--- Data for review Enclosed Below ---
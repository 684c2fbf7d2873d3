use std::sync::Arc;

use tracing::{error, info, instrument, warn};

use crate::{
    checkout::{
        build_billing_address, build_customer, CheckoutOrder, OrderStatus, PaymentMethod,
        META_OPAQUE_DATA, META_ORDER_DISPLAY_ID, META_ORDER_ID,
    },
    config::CaptureMode,
    errors::GatewayError,
    events::{Event, EventSender},
    processor::{
        client::ProcessorClient,
        types::{
            OpaqueToken, TransactPayload, APPLE_PAY_DATA_DESCRIPTOR, GOOGLE_PAY_DATA_DESCRIPTOR,
        },
    },
};

/// Result of a successful settlement.
#[derive(Debug, Clone)]
pub struct SettlementOutcome {
    pub processor_order_id: String,
    pub processor_display_id: String,
    /// False when the charge was authorize-only and awaits capture.
    pub captured: bool,
}

/// Exchanges the opaque token for a settled transaction at
/// order-processing time and maps the result onto order state. Performs at
/// most one settlement call per invocation; preventing re-invocation on an
/// already-settled order is the host framework's job.
pub struct SettlementService {
    client: Arc<ProcessorClient>,
    capture_mode: CaptureMode,
    events: EventSender,
}

impl SettlementService {
    pub fn new(client: Arc<ProcessorClient>, capture_mode: CaptureMode, events: EventSender) -> Self {
        Self {
            client,
            capture_mode,
            events,
        }
    }

    /// Settle an order from the raw token the checkout payload carried:
    /// serialized token JSON for card payments, a base64 wallet blob for
    /// Apple Pay / Google Pay.
    #[instrument(skip(self, order, raw_token), fields(order_id = %order.id()))]
    pub async fn settle(
        &self,
        order: &mut dyn CheckoutOrder,
        method: PaymentMethod,
        raw_token: &str,
    ) -> Result<SettlementOutcome, GatewayError> {
        let token = parse_incoming_token(method, raw_token)?;

        let payload = TransactPayload::fiat(
            order.currency(),
            order.total(),
            token.clone(),
            build_customer(order),
            build_billing_address(order),
            order.id(),
        );

        info!(
            amount = %payload.amount,
            currency = %payload.currency,
            ?method,
            "processing payment"
        );

        // Wallet charges are always a sale; deferred capture applies to
        // cards only.
        let authorize_only =
            method == PaymentMethod::Card && self.capture_mode == CaptureMode::Authorize;

        let response = if authorize_only {
            self.client.authorize(&payload).await
        } else {
            self.client.transact(&payload).await
        };

        let response = match response {
            Ok(response) => response,
            Err(err) => {
                if let GatewayError::Processor { status, body, .. } = &err {
                    error!(%status, response = %body, "payment failed");
                }
                order.set_status(OrderStatus::Failed, "Payment has been failed.");
                self.events
                    .send_logged(Event::PaymentFailed {
                        order_id: order.id(),
                        message: err.response_message(),
                    })
                    .await;
                return Err(err.into_declined());
            }
        };

        let result = response.result.unwrap_or(crate::processor::types::TransactResult {
            order_id: None,
            order_display_id: None,
        });

        let processor_order_id = match result.order_id.filter(|id| !id.is_empty()) {
            Some(id) => id,
            None => {
                // The HTTP call succeeded but without a transaction id
                // there is no way to capture, refund, or void later.
                error!("missing transaction id in processor response");
                order.set_status(OrderStatus::Failed, "Payment failed: missing transaction id.");
                self.events
                    .send_logged(Event::PaymentFailed {
                        order_id: order.id(),
                        message: "missing transaction id".into(),
                    })
                    .await;
                return Err(GatewayError::MissingTransactionId);
            }
        };
        let processor_display_id = result.order_display_id.unwrap_or_default();

        order.set_meta(META_ORDER_ID, processor_order_id.clone());
        order.set_meta(META_ORDER_DISPLAY_ID, processor_display_id.clone());
        // Retained for subscription re-use only, never for replaying the
        // original charge.
        order.set_meta(META_OPAQUE_DATA, serde_json::to_string(&token)?);

        if authorize_only {
            order.set_status(
                OrderStatus::OnHold,
                "ChargX payment authorized. Capture later via ChargX or gateway.",
            );
        } else {
            order.set_status(OrderStatus::Paid, "ChargX payment completed.");
        }
        order.empty_cart();

        self.events
            .send_logged(Event::PaymentSettled {
                order_id: order.id(),
                processor_order_id: processor_order_id.clone(),
                amount: order.total(),
                currency: order.currency(),
                captured: !authorize_only,
            })
            .await;

        info!(%processor_order_id, "payment settled");

        Ok(SettlementOutcome {
            processor_order_id,
            processor_display_id,
            captured: !authorize_only,
        })
    }

    /// Refund the transaction recorded on the order.
    #[instrument(skip(self, order), fields(order_id = %order.id()))]
    pub async fn refund(
        &self,
        order: &mut dyn CheckoutOrder,
        reason: &str,
    ) -> Result<(), GatewayError> {
        let processor_order_id = self.recorded_transaction_id(order)?;

        info!(%processor_order_id, %reason, "refund requested");

        self.client.refund(&processor_order_id).await?;
        order.add_note(&format!("ChargX refund processed. Reason: {}", reason));

        self.events
            .send_logged(Event::RefundProcessed {
                order_id: order.id(),
                processor_order_id,
            })
            .await;
        Ok(())
    }

    /// Capture a previously authorized transaction.
    #[instrument(skip(self, order), fields(order_id = %order.id()))]
    pub async fn capture(&self, order: &mut dyn CheckoutOrder) -> Result<(), GatewayError> {
        let processor_order_id = self.recorded_transaction_id(order)?;

        self.client.capture(&processor_order_id).await?;
        order.set_status(OrderStatus::Paid, "ChargX payment captured.");

        self.events
            .send_logged(Event::TransactionCaptured {
                order_id: order.id(),
                processor_order_id,
            })
            .await;
        Ok(())
    }

    /// Void a previously authorized transaction.
    #[instrument(skip(self, order), fields(order_id = %order.id()))]
    pub async fn void(&self, order: &mut dyn CheckoutOrder) -> Result<(), GatewayError> {
        let processor_order_id = self.recorded_transaction_id(order)?;

        self.client.void(&processor_order_id).await?;
        order.add_note("ChargX transaction voided.");

        self.events
            .send_logged(Event::TransactionVoided {
                order_id: order.id(),
                processor_order_id,
            })
            .await;
        Ok(())
    }

    fn recorded_transaction_id(&self, order: &dyn CheckoutOrder) -> Result<String, GatewayError> {
        order
            .meta(META_ORDER_ID)
            .filter(|id| !id.is_empty())
            .ok_or_else(|| {
                warn!("no ChargX transaction recorded on order");
                GatewayError::NotFound("ChargX transaction not found for this order".to_string())
            })
    }
}

/// Validate the incoming token field and lift it into an `OpaqueToken`.
fn parse_incoming_token(
    method: PaymentMethod,
    raw_token: &str,
) -> Result<OpaqueToken, GatewayError> {
    match method {
        PaymentMethod::Card => {
            if raw_token.trim().is_empty() {
                return Err(GatewayError::Validation(
                    "There was a problem tokenizing your card. Please try again.".to_string(),
                ));
            }
            serde_json::from_str(raw_token).map_err(|_| {
                GatewayError::Validation(
                    "Invalid card token received. Please try again.".to_string(),
                )
            })
        }
        PaymentMethod::ApplePay => {
            if raw_token.trim().is_empty() {
                return Err(GatewayError::Validation(
                    "Missing Apple Pay payment token. Please try again.".to_string(),
                ));
            }
            Ok(OpaqueToken::wallet(
                APPLE_PAY_DATA_DESCRIPTOR,
                raw_token.to_string(),
            ))
        }
        PaymentMethod::GooglePay => {
            if raw_token.trim().is_empty() {
                return Err(GatewayError::Validation(
                    "Missing Google Pay payment token. Please try again.".to_string(),
                ));
            }
            Ok(OpaqueToken::wallet(
                GOOGLE_PAY_DATA_DESCRIPTOR,
                raw_token.to_string(),
            ))
        }
    }
}
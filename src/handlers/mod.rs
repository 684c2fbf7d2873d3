use std::sync::Arc;

use axum::routing::post;
use axum::Router;

use crate::{
    events::EventSender,
    processor::client::ProcessorClient,
    services::relay::MerchantValidationRelay,
    AppState,
};

pub mod health;
pub mod relay;
pub mod transactions;

/// Services shared by the HTTP handlers.
#[derive(Clone)]
pub struct AppServices {
    pub client: Arc<ProcessorClient>,
    pub relay: Arc<MerchantValidationRelay>,
    pub events: EventSender,
}

impl AppServices {
    pub fn new(
        client: Arc<ProcessorClient>,
        relay: Arc<MerchantValidationRelay>,
        events: EventSender,
    ) -> Self {
        Self {
            client,
            relay,
            events,
        }
    }
}

/// Register the gateway's v1 routes.
pub fn api_v1_routes() -> Router<AppState> {
    Router::new()
        .route(
            "/applepay/validate-merchant",
            post(relay::validate_merchant),
        )
        .route("/transactions/capture", post(transactions::capture))
        .route("/transactions/refund", post(transactions::refund))
        .route("/transactions/void", post(transactions::void))
        .route("/payouts", post(transactions::payout))
}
--- End of Enclosed Data for review ---
- [Exercise requirements] Write out each line above with the word "EventSender".

- [Your solution]
    events::{Event, EventSender},
    events: EventSender,
    pub fn new(client: Arc<ProcessorClient>, capture_mode: CaptureMode, events: EventSender) -> Self {
    events::EventSender,
    pub events: EventSender,
        events: EventSender,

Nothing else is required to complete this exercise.